_Exercise_: A complete, exact copy of the data is the required answer.

Entries taken from a collection
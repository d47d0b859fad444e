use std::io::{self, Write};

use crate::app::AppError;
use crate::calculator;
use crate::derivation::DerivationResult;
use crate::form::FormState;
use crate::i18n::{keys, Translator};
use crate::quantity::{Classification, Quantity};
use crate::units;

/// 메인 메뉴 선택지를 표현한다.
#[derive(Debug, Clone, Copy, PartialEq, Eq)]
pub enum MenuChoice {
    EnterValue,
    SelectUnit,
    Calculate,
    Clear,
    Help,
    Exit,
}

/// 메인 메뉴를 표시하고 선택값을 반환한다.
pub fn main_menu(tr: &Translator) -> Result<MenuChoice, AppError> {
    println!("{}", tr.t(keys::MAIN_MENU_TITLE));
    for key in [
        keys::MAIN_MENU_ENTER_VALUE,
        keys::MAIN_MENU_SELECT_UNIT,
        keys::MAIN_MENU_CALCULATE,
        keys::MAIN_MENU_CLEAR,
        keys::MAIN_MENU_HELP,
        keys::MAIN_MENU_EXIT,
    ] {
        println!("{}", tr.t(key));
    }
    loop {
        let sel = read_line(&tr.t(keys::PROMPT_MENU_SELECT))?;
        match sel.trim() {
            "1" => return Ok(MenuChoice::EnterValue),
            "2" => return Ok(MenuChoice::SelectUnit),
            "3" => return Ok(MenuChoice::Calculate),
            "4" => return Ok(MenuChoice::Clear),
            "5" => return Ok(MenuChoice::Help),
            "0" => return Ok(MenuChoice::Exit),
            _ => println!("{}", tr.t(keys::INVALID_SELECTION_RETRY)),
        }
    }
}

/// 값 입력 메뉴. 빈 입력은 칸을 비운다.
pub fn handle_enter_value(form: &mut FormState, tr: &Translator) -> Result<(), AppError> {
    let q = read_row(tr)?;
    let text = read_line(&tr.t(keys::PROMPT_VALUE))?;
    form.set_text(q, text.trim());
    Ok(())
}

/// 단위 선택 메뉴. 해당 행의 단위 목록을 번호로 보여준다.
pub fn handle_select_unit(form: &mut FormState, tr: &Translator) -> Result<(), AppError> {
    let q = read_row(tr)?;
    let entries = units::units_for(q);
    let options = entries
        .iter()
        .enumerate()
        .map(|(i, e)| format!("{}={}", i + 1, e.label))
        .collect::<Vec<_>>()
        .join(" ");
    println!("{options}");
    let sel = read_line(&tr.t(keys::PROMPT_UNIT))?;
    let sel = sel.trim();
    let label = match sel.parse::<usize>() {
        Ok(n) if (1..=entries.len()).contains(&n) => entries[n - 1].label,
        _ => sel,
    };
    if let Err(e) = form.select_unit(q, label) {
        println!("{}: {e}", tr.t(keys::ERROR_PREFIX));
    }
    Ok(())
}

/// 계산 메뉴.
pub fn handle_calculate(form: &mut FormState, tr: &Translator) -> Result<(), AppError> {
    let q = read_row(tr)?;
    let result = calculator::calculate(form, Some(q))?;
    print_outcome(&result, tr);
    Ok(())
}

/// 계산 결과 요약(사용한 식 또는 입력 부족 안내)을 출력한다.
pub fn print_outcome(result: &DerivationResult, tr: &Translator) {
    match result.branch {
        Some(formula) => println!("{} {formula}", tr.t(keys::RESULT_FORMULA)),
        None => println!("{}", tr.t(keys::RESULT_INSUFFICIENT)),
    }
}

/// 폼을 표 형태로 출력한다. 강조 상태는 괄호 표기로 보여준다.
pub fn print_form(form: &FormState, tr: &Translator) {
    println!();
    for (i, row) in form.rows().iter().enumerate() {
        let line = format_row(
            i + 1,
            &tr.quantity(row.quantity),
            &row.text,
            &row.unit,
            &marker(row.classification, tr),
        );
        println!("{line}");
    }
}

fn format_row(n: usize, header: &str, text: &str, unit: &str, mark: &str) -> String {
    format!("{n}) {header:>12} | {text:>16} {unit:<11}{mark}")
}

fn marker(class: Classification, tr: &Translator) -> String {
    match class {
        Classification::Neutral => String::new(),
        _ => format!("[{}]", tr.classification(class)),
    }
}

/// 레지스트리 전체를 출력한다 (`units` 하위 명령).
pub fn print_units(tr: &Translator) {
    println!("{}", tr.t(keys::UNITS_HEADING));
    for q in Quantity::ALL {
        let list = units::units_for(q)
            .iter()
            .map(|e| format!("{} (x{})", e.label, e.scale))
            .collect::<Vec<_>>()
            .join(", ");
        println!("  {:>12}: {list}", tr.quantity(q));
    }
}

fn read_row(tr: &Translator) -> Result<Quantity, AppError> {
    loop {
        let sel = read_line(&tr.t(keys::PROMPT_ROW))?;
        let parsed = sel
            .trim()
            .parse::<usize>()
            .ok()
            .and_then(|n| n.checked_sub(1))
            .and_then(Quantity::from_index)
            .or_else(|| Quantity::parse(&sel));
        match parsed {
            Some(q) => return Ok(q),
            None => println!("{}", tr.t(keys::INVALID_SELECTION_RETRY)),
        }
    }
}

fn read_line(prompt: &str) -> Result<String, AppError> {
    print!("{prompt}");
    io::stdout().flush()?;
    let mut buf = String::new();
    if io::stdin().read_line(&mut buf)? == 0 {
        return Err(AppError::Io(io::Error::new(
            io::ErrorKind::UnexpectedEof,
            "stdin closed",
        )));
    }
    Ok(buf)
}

_Task response_:
repository d47d0b859fad444e
use std::io::{self, Write};

use crate::app::AppError;
use crate::calculator;
use crate::derivation::DerivationResult;
use crate::form::FormState;
use crate::i18n::{keys, Translator};
use crate::quantity::{Classification, Quantity};
use crate::units;

/// 메인 메뉴 선택지를 표현한다.
#[derive(Debug, Clone, Copy, PartialEq, Eq)]
pub enum MenuChoice {
    EnterValue,
    SelectUnit,
    Calculate,
    Clear,
    Help,
    Exit,
}

/// 메인 메뉴를 표시하고 선택값을 반환한다.
pub fn main_menu(tr: &Translator) -> Result<MenuChoice, AppError> {
    println!("{}", tr.t(keys::MAIN_MENU_TITLE));
    for key in [
        keys::MAIN_MENU_ENTER_VALUE,
        keys::MAIN_MENU_SELECT_UNIT,
        keys::MAIN_MENU_CALCULATE,
        keys::MAIN_MENU_CLEAR,
        keys::MAIN_MENU_HELP,
        keys::MAIN_MENU_EXIT,
    ] {
        println!("{}", tr.t(key));
    }
    loop {
        let sel = read_line(&tr.t(keys::PROMPT_MENU_SELECT))?;
        match sel.trim() {
            "1" => return Ok(MenuChoice::EnterValue),
            "2" => return Ok(MenuChoice::SelectUnit),
            "3" => return Ok(MenuChoice::Calculate),
            "4" => return Ok(MenuChoice::Clear),
            "5" => return Ok(MenuChoice::Help),
            "0" => return Ok(MenuChoice::Exit),
            _ => println!("{}", tr.t(keys::INVALID_SELECTION_RETRY)),
        }
    }
}

/// 값 입력 메뉴. 빈 입력은 칸을 비운다.
pub fn handle_enter_value(form: &mut FormState, tr: &Translator) -> Result<(), AppError> {
    let q = read_row(tr)?;
    let text = read_line(&tr.t(keys::PROMPT_VALUE))?;
    form.set_text(q, text.trim());
    Ok(())
}

/// 단위 선택 메뉴. 해당 행의 단위 목록을 번호로 보여준다.
pub fn handle_select_unit(form: &mut FormState, tr: &Translator) -> Result<(), AppError> {
    let q = read_row(tr)?;
    let entries = units::units_for(q);
    let options = entries
        .iter()
        .enumerate()
        .map(|(i, e)| format!("{}={}", i + 1, e.label))
        .collect::<Vec<_>>()
        .join(" ");
    println!("{options}");
    let sel = read_line(&tr.t(keys::PROMPT_UNIT))?;
    let sel = sel.trim();
    let label = match sel.parse::<usize>() {
        Ok(n) if (1..=entries.len()).contains(&n) => entries[n - 1].label,
        _ => sel,
    };
    if let Err(e) = form.select_unit(q, label) {
        println!("{}: {e}", tr.t(keys::ERROR_PREFIX));
    }
    Ok(())
}

/// 계산 메뉴.
pub fn handle_calculate(form: &mut FormState, tr: &Translator) -> Result<(), AppError> {
    let q = read_row(tr)?;
    let result = calculator::calculate(form, Some(q))?;
    print_outcome(&result, tr);
    Ok(())
}

/// 계산 결과 요약(사용한 식 또는 입력 부족 안내)을 출력한다.
pub fn print_outcome(result: &DerivationResult, tr: &Translator) {
    match result.branch {
        Some(formula) => println!("{} {formula}", tr.t(keys::RESULT_FORMULA)),
        None => println!("{}", tr.t(keys::RESULT_INSUFFICIENT)),
    }
}

/// 폼을 표 형태로 출력한다. 강조 상태는 괄호 표기로 보여준다.
pub fn print_form(form: &FormState, tr: &Translator) {
    println!();
    for (i, row) in form.rows().iter().enumerate() {
        let line = format_row(
            i + 1,
            &tr.quantity(row.quantity),
            &row.text,
            &row.unit,
            &marker(row.classification, tr),
        );
        println!("{line}");
    }
}

fn format_row(n: usize, header: &str, text: &str, unit: &str, mark: &str) -> String {
    format!("{n}) {header:>12} | {text:>16} {unit:<11}{mark}")
}

fn marker(class: Classification, tr: &Translator) -> String {
    match class {
        Classification::Neutral => String::new(),
        _ => format!("[{}]", tr.classification(class)),
    }
}

/// 레지스트리 전체를 출력한다 (`units` 하위 명령).
pub fn print_units(tr: &Translator) {
    println!("{}", tr.t(keys::UNITS_HEADING));
    for q in Quantity::ALL {
        let list = units::units_for(q)
            .iter()
            .map(|e| format!("{} (x{})", e.label, e.scale))
            .collect::<Vec<_>>()
            .join(", ");
        println!("  {:>12}: {list}", tr.quantity(q));
    }
}

fn read_row(tr: &Translator) -> Result<Quantity, AppError> {
    loop {
        let sel = read_line(&tr.t(keys::PROMPT_ROW))?;
        let parsed = sel
            .trim()
            .parse::<usize>()
            .ok()
            .and_then(|n| n.checked_sub(1))
            .and_then(Quantity::from_index)
            .or_else(|| Quantity::parse(&sel));
        match parsed {
            Some(q) => return Ok(q),
            None => println!("{}", tr.t(keys::INVALID_SELECTION_RETRY)),
        }
    }
}

fn read_line(prompt: &str) -> Result<String, AppError> {
    print!("{prompt}");
    io::stdout().flush()?;
    let mut buf = String::new();
    if io::stdin().read_line(&mut buf)? == 0 {
        return Err(AppError::Io(io::Error::new(
            io::ErrorKind::UnexpectedEof,
            "stdin closed",
        )));
    }
    Ok(buf)
}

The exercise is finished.